Google Cloud announced the general availability of Vertex AI, a managed machine learning platform that allows companies to accelerate the implementation and maintenance of artificial intelligence models.
Vertex AI, highlighted Google Cloud, requires almost 80% less code lines for training a model than other platforms. This allows data scientists and machine learning engineers of all levels of competence to implement Machine Learning Operations (MLOps) to efficiently build and manage artificial intelligence projects throughout the life cycle of the
Vertex AI brings together Google Cloud services for machine learning construction under a single user interface and API, to simplify the process of building, training and deploying machine learning models on a scale.

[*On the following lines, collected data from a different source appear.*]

//! Bounded FIFO over the segment's slot array
//!
//! Every mutation runs under the segment's [`RobustLock`]. The critical
//! sections are ordered so that a process dying inside one leaves state the
//! next lock holder can repair:
//!
//! - push: slot bytes, slot length, `count + 1`, `tail + 1`
//! - pop: copy out, `count - 1`, `head + 1`
//!
//! The journal word records which of the two was in flight. After a crash
//! only the index can lag behind `count`, and it is recomputed from the
//! other index and `count`.
//!
//! [`RobustLock`]: crate::lock::RobustLock

use crate::error::{QueueError, Result};
use crate::layout::{Counters, Geometry, Journal, RingState, SegmentHeader, LEN_FIELD_SIZE};
use crate::lock::LockGuard;
use std::ptr::NonNull;
use std::sync::atomic::Ordering;
use tracing::warn;

/// Snapshot of the ring indices
#[derive(Debug, Clone, Copy, PartialEq, Eq)]
pub struct RingSnapshot {
    pub head: u64,
    pub tail: u64,
    pub count: u64,
}

/// Process-local view of a ring living in shared memory.
///
/// Only the immutable geometry is cached; head, tail and count are always
/// read from the segment.
pub struct Ring {
    header: NonNull<SegmentHeader>,
    slots: NonNull<u8>,
    capacity: u64,
    slot_size: usize,
    stride: usize,
}

// SAFETY: all shared state is accessed through atomics under the cross-process lock
unsafe impl Send for Ring {}
unsafe impl Sync for Ring {}

impl Ring {
    /// Create a ring view over an initialized segment.
    ///
    /// # Safety
    /// `base` must point to a mapped, validated segment described by
    /// `geometry` that outlives the returned value.
    pub unsafe fn from_raw(base: NonNull<u8>, geometry: &Geometry) -> Self {
        let slots = base.as_ptr().add(geometry.slots_offset as usize);
        Self {
            header: base.cast(),
            slots: NonNull::new_unchecked(slots),
            capacity: geometry.capacity,
            slot_size: geometry.slot_size as usize,
            stride: geometry.slot_stride as usize,
        }
    }

    #[inline(always)]
    fn header(&self) -> &SegmentHeader {
        unsafe { self.header.as_ref() }
    }

    #[inline(always)]
    fn state(&self) -> &RingState {
        &self.header().ring.0
    }

    #[inline(always)]
    fn counters(&self) -> &Counters {
        &self.header().counters.0
    }

    #[inline(always)]
    fn slot_ptr(&self, index: u64) -> *mut u8 {
        debug_assert!(index < self.capacity);
        unsafe { self.slots.as_ptr().add(index as usize * self.stride) }
    }

    #[inline]
    pub fn capacity(&self) -> u64 {
        self.capacity
    }

    #[inline]
    pub fn slot_size(&self) -> usize {
        self.slot_size
    }

    /// Take the lock and repair state left behind by a dead holder.
    fn lock(&self) -> Result<LockGuard<'_>> {
        let guard = self.header().lock.0.lock();
        self.repair()?;
        Ok(guard)
    }

    /// Restore `head`/`tail`/`count` consistency after an interrupted section.
    ///
    /// Must be called with the lock held.
    fn repair(&self) -> Result<()> {
        let state = self.state();
        let raw = state.journal.load(Ordering::Acquire);
        let journal = Journal::from_raw(raw)
            .ok_or_else(|| QueueError::Corrupted(format!("unknown journal entry {}", raw)))?;

        let snapshot = self.load_snapshot();
        if snapshot.count > self.capacity
            || snapshot.head >= self.capacity
            || snapshot.tail >= self.capacity
        {
            return Err(QueueError::Corrupted(format!(
                "head {} tail {} count {} with capacity {}",
                snapshot.head, snapshot.tail, snapshot.count, self.capacity
            )));
        }

        match journal {
            Journal::Idle => return Ok(()),
            Journal::Push => {
                let tail = (snapshot.head + snapshot.count) % self.capacity;
                state.tail.store(tail, Ordering::Release);
                warn!(from = snapshot.tail, to = tail, "repaired tail after interrupted push");
            }
            Journal::Pop => {
                let head = (snapshot.tail + self.capacity - snapshot.count) % self.capacity;
                state.head.store(head, Ordering::Release);
                warn!(from = snapshot.head, to = head, "repaired head after interrupted pop");
            }
        }
        state.journal.store(Journal::Idle as u32, Ordering::Release);
        Ok(())
    }

    fn load_snapshot(&self) -> RingSnapshot {
        let state = self.state();
        RingSnapshot {
            head: state.head.load(Ordering::Acquire),
            tail: state.tail.load(Ordering::Acquire),
            count: state.count.load(Ordering::Acquire),
        }
    }

    /// Copy `data` into the slot at `tail`.
    pub fn push(&self, data: &[u8]) -> Result<()> {
        if data.len() > self.slot_size {
            return Err(QueueError::TooBig {
                len: data.len(),
                max: self.slot_size,
            });
        }

        let _guard = self.lock()?;
        let state = self.state();
        let count = state.count.load(Ordering::Acquire);
        if count == self.capacity {
            self.counters().full_events.fetch_add(1, Ordering::Relaxed);
            return Err(QueueError::Full);
        }
        let tail = state.tail.load(Ordering::Acquire);

        state.journal.store(Journal::Push as u32, Ordering::Release);
        unsafe {
            let slot = self.slot_ptr(tail);
            std::ptr::copy_nonoverlapping(data.as_ptr(), slot.add(LEN_FIELD_SIZE), data.len());
            write_len(slot, data.len() as u32);
        }
        state.count.store(count + 1, Ordering::Release);
        state.tail.store((tail + 1) % self.capacity, Ordering::Release);
        state.journal.store(Journal::Idle as u32, Ordering::Release);

        self.counters().total_pushed.fetch_add(1, Ordering::Relaxed);
        Ok(())
    }

    /// Copy the message at `head` into `buf` and consume it.
    ///
    /// A buffer smaller than the message fails with
    /// [`QueueError::BufferTooSmall`] and leaves the message queued.
    pub fn pop(&self, buf: &mut [u8]) -> Result<usize> {
        self.read_head(buf, true)
    }

    /// Copy the message at `head` into `buf` without consuming it.
    pub fn peek(&self, buf: &mut [u8]) -> Result<usize> {
        self.read_head(buf, false)
    }

    fn read_head(&self, buf: &mut [u8], consume: bool) -> Result<usize> {
        let _guard = self.lock()?;
        let state = self.state();
        let count = state.count.load(Ordering::Acquire);
        if count == 0 {
            self.counters().empty_events.fetch_add(1, Ordering::Relaxed);
            return Err(QueueError::Empty);
        }
        let head = state.head.load(Ordering::Acquire);

        let slot = self.slot_ptr(head);
        let len = unsafe { read_len(slot) } as usize;
        if len > self.slot_size {
            return Err(QueueError::Corrupted(format!(
                "slot {} records {} bytes, slot size is {}",
                head, len, self.slot_size
            )));
        }
        if len > buf.len() {
            return Err(QueueError::BufferTooSmall {
                needed: len,
                capacity: buf.len(),
            });
        }

        unsafe {
            std::ptr::copy_nonoverlapping(slot.add(LEN_FIELD_SIZE), buf.as_mut_ptr(), len);
        }
        if !consume {
            return Ok(len);
        }

        state.journal.store(Journal::Pop as u32, Ordering::Release);
        state.count.store(count - 1, Ordering::Release);
        state.head.store((head + 1) % self.capacity, Ordering::Release);
        state.journal.store(Journal::Idle as u32, Ordering::Release);

        self.counters().total_popped.fetch_add(1, Ordering::Relaxed);
        Ok(len)
    }

    /// Lock-consistent snapshot of the indices
    pub fn snapshot(&self) -> Result<RingSnapshot> {
        let _guard = self.lock()?;
        Ok(self.load_snapshot())
    }

    /// Number of occupied slots
    pub fn len(&self) -> Result<u64> {
        Ok(self.snapshot()?.count)
    }
}

#[inline(always)]
unsafe fn write_len(slot: *mut u8, len: u32) {
    std::ptr::copy_nonoverlapping(len.to_le_bytes().as_ptr(), slot, LEN_FIELD_SIZE);
}

#[inline(always)]
unsafe fn read_len(slot: *const u8) -> u32 {
    let mut bytes = [0u8; LEN_FIELD_SIZE];
    std::ptr::copy_nonoverlapping(slot, bytes.as_mut_ptr(), LEN_FIELD_SIZE);
    u32::from_le_bytes(bytes)
}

In this single environment, Google Cloud said, customers can move models from experimentation to production faster, discover patterns and anomalies more efficiently, make better forecasts and decisions and in general be more agile in the face of changing dynamics of the
With Vertex AI, data science and machine learning teams can access the AI toolkit used internally to enhance Google, which includes computer vision, language, conversation and structured data, continuously enhanced by Google Research.
They can also distribute multiple applications of artificial intelligence and faster, with new MLOps features such as Vertex Vizier, which increases the rate of experimentation, the Vertex Feature Store fully managed, to help professionals provide, share and reuse the functionality of but
If data is to remain on the device or on site, Vertex ML Edge Manager (currently under trial) has been designed to distribute and monitor models on the edge with automated processes and flexible APIs.
Google Cloud proposes Vertex AI as a unique platform that contains all the necessary tools and that allows you to manage data, prototype, experiment, distribute, interpret and monitor models in production without requiring formal training in machine learning.
That is, Google Cloud points out, the organization’s data scientists do not need to be machine learning engineers to be operational. With Vertex AI, they have the ability to move quickly, but at the same time with a safety net that helps them launch their work.
The platform assists in responsible implementation and ensures a faster transition from testing and model management to production and finally to business results.